Could we, with modern knowledge of what there is, come up with ancient Greek style arguments - going from every day observations, without microscopes or telescopes etc., to demonstrate the existence of anything interesting that the Greeks could have come up with?

The only idea I have come up with so far is: - The replication of objects we call life could only happen if some rigid (but occasionally altering) template exists, presumably at a small scale, for each object type. "Thus" the only universe which can evolve life must have small rigid duplicated objects.

Well, I tried, your turn :-).
The Greek reasons for atoms seem to be:

Gets difficult to cut up small things: ??

If you keep dividing up forever you get infinite bits, and somehow this implies infinite matter:??

Dodgy at best.

However they seemed to feel unlimited steps were unacceptable (e.g. Zeno), and thought everything should be made from a few “elements”.

This suggests they felt that the information in any small bit of the world should be limited - could not be infinite.

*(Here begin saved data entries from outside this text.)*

//! Bounded multi-producer message queues.
//!
//! ```text
//! ┌────────────┐
//! │ classifier │──┐
//! ├────────────┤  │  try_push   ┌────────────────┐ pop_if   ┌───────────┐
//! │ heartbeat  │──┼────────────▶│ OutboundQueue  │─────────▶│ scheduler │
//! ├────────────┤  │             │ (250 slots)    │          └───────────┘
//! │ commands   │──┘             └────────────────┘
//! └────────────┘
//! ```
//!
//! Producers never block: a full queue rejects the newest item and bumps
//! a drop counter.  The backing storage is a fixed `heapless::Deque`
//! behind an `embassy_sync` critical-section mutex, so a queue can live in
//! a `static` and be shared between FreeRTOS tasks.  A soft capacity at or
//! below the slot count is set from configuration at boot.

use core::cell::RefCell;
use core::sync::atomic::{AtomicU32, AtomicUsize, Ordering};

use embassy_sync::blocking_mutex::Mutex;
use embassy_sync::blocking_mutex::raw::CriticalSectionRawMutex;
use heapless::Deque;
use log::debug;

/// Static slot count of the outbound queue.
pub const OUTBOUND_SLOTS: usize = 250;

/// Static slot count of the inbound queue.
pub const INBOUND_SLOTS: usize = 16;

/// Longest accepted outbound message, in bytes.
pub const MAX_MESSAGE_LEN: usize = 128;

/// Longest payload a LoRa packet can carry.
pub const MAX_PACKET_LEN: usize = 255;

/// Separator between messages in a batch frame.
pub const DELIMITER: char = '|';

pub type Message = heapless::String<MAX_MESSAGE_LEN>;
pub type Packet = heapless::Vec<u8, MAX_PACKET_LEN>;

pub type OutboundQueue = BoundedQueue<Message, OUTBOUND_SLOTS>;
pub type InboundQueue = BoundedQueue<Packet, INBOUND_SLOTS>;

/// Build a [`Message`], or `None` if `text` is empty, too long, or contains
/// the batch delimiter.
pub fn message(text: &str) -> Option<Message> {
    if text.is_empty() || text.contains(DELIMITER) {
        return None;
    }
    Message::try_from(text).ok()
}

// ---------------------------------------------------------------------------
// Queue
// ---------------------------------------------------------------------------

pub struct BoundedQueue<T, const N: usize> {
    items: Mutex<CriticalSectionRawMutex, RefCell<Deque<T, N>>>,
    capacity: AtomicUsize,
    dropped: AtomicU32,
}

impl<T, const N: usize> BoundedQueue<T, N> {
    /// An empty queue using all `N` slots.
    pub const fn new() -> Self {
        Self {
            items: Mutex::new(RefCell::new(Deque::new())),
            capacity: AtomicUsize::new(N),
            dropped: AtomicU32::new(0),
        }
    }

    /// Limit the queue to `capacity` items (clamped to `1..=N`).
    ///
    /// Items already queued beyond the new limit stay until drained.
    pub fn set_capacity(&self, capacity: usize) {
        self.capacity.store(capacity.clamp(1, N), Ordering::Relaxed);
    }

    pub fn capacity(&self) -> usize {
        self.capacity.load(Ordering::Relaxed)
    }

    /// Append `item` unless the queue is full.  Never blocks.
    pub fn try_push(&self, item: T) -> bool {
        let cap = self.capacity();
        let accepted = self.items.lock(|q| {
            let mut q = q.borrow_mut();
            q.len() < cap && q.push_back(item).is_ok()
        });
        if !accepted {
            let total = self.dropped.fetch_add(1, Ordering::Relaxed) + 1;
            debug!("queue full ({cap}), dropped newest item (total dropped: {total})");
        }
        accepted
    }

    /// Remove the oldest item.
    pub fn try_pop(&self) -> Option<T> {
        self.items.lock(|q| q.borrow_mut().pop_front())
    }

    /// Remove the oldest item only if `accept` says yes.  The check and the
    /// removal happen under one lock, so a rejected item stays at the front.
    pub fn try_pop_if(&self, accept: impl FnOnce(&T) -> bool) -> Option<T> {
        self.items.lock(|q| {
            let mut q = q.borrow_mut();
            if accept(q.front()?) { q.pop_front() } else { None }
        })
    }

    /// Take every item present right now, oldest first.
    ///
    /// Items pushed while the drain is in progress are left for the next
    /// drain.
    pub fn drain(&self) -> Drain<'_, T, N> {
        Drain {
            queue: self,
            remaining: self.len(),
        }
    }

    pub fn len(&self) -> usize {
        self.items.lock(|q| q.borrow().len())
    }

    pub fn is_empty(&self) -> bool {
        self.len() == 0
    }

    /// Number of items rejected because the queue was full.
    pub fn dropped(&self) -> u32 {
        self.dropped.load(Ordering::Relaxed)
    }
}

impl<const N: usize> BoundedQueue<Message, N> {
    /// Queue a telemetry string.  Returns `false` if the text is not a valid
    /// message or the queue is full.
    pub fn enqueue(&self, text: &str) -> bool {
        match message(text) {
            Some(m) => self.try_push(m),
            None => {
                debug!("rejected outbound message {text:?}");
                false
            }
        }
    }
}

impl<T, const N: usize> Default for BoundedQueue<T, N> {
    fn default() -> Self {
        Self::new()
    }
}

/// Iterator returned by [`BoundedQueue::drain`].
pub struct Drain<'a, T, const N: usize> {
    queue: &'a BoundedQueue<T, N>,
    remaining: usize,
}

impl<T, const N: usize> Iterator for Drain<'_, T, N> {
    type Item = T;

    fn next(&mut self) -> Option<T> {
        if self.remaining == 0 {
            return None;
        }
        self.remaining -= 1;
        self.queue.try_pop()
    }
}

Taking that as a hypothesis, then : -
  • atoms are needed to stop having infinite infinitesimal bits each with positions etc.
  • “elements” or indeed sub atomic building blocks are desirable to limit the otherwise indefinite variability of stuff.
  • you get an infinite sequence of positions of anything in motion, if you can (in theory) observe positions at infinitesimal time intervals. If you cannot do this, then you cannot estimate speed and time together to unlimited accuracy i.e. the Heisenberg uncertainty principle must appear at some scale.
 
stuartmacg said:
Could we, with modern knowledge of what there is, come up with ancient Greek style arguments - going from every day observations, without microscopes or telescopes etc., to demonstrate the existence of anything interesting that the Greeks could have come up with?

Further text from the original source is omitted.